_Your assignment_
Please count the lines of the data that contain "ViewerError" and state only the total.

[[ Data supplied open ]]

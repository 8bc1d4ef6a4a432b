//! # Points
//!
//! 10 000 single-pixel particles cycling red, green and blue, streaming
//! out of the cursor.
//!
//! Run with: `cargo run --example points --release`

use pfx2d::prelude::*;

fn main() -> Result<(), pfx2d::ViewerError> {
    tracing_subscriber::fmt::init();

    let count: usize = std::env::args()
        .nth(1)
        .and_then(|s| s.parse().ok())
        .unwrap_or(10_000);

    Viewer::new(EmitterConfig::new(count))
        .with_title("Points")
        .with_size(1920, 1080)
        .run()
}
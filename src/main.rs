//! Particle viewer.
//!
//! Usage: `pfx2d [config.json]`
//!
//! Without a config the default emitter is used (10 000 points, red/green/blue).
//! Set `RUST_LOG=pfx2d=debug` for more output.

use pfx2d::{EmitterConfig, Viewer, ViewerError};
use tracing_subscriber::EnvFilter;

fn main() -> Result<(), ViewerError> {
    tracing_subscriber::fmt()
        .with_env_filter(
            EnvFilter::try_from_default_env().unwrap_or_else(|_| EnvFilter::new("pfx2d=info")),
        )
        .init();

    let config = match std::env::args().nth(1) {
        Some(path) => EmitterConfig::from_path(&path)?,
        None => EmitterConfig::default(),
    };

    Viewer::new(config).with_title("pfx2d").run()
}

[[ Data supplied closed ]]
[[ Data supplied open ]]

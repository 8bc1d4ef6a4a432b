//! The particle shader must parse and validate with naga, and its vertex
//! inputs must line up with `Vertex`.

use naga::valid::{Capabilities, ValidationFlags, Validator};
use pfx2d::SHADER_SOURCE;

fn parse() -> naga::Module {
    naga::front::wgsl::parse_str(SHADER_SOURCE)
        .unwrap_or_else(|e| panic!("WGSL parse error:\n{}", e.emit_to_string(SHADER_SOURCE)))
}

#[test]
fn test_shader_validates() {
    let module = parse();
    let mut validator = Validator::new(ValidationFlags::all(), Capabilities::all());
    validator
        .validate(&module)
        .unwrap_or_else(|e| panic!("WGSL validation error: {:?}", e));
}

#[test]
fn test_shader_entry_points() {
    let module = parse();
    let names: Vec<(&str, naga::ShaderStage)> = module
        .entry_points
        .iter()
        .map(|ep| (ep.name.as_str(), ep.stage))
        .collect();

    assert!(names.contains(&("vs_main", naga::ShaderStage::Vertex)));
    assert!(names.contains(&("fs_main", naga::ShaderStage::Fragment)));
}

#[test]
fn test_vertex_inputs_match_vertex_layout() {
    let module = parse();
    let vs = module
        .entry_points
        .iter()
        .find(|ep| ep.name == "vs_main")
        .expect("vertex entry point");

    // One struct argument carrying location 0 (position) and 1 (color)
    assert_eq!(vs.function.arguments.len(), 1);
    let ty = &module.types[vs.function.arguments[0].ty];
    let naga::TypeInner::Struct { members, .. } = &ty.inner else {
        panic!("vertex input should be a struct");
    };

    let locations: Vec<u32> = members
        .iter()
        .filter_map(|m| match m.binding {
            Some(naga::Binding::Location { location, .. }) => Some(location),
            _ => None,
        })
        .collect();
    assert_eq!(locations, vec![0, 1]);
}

[[ Data supplied closed ]]

_Expected output_
3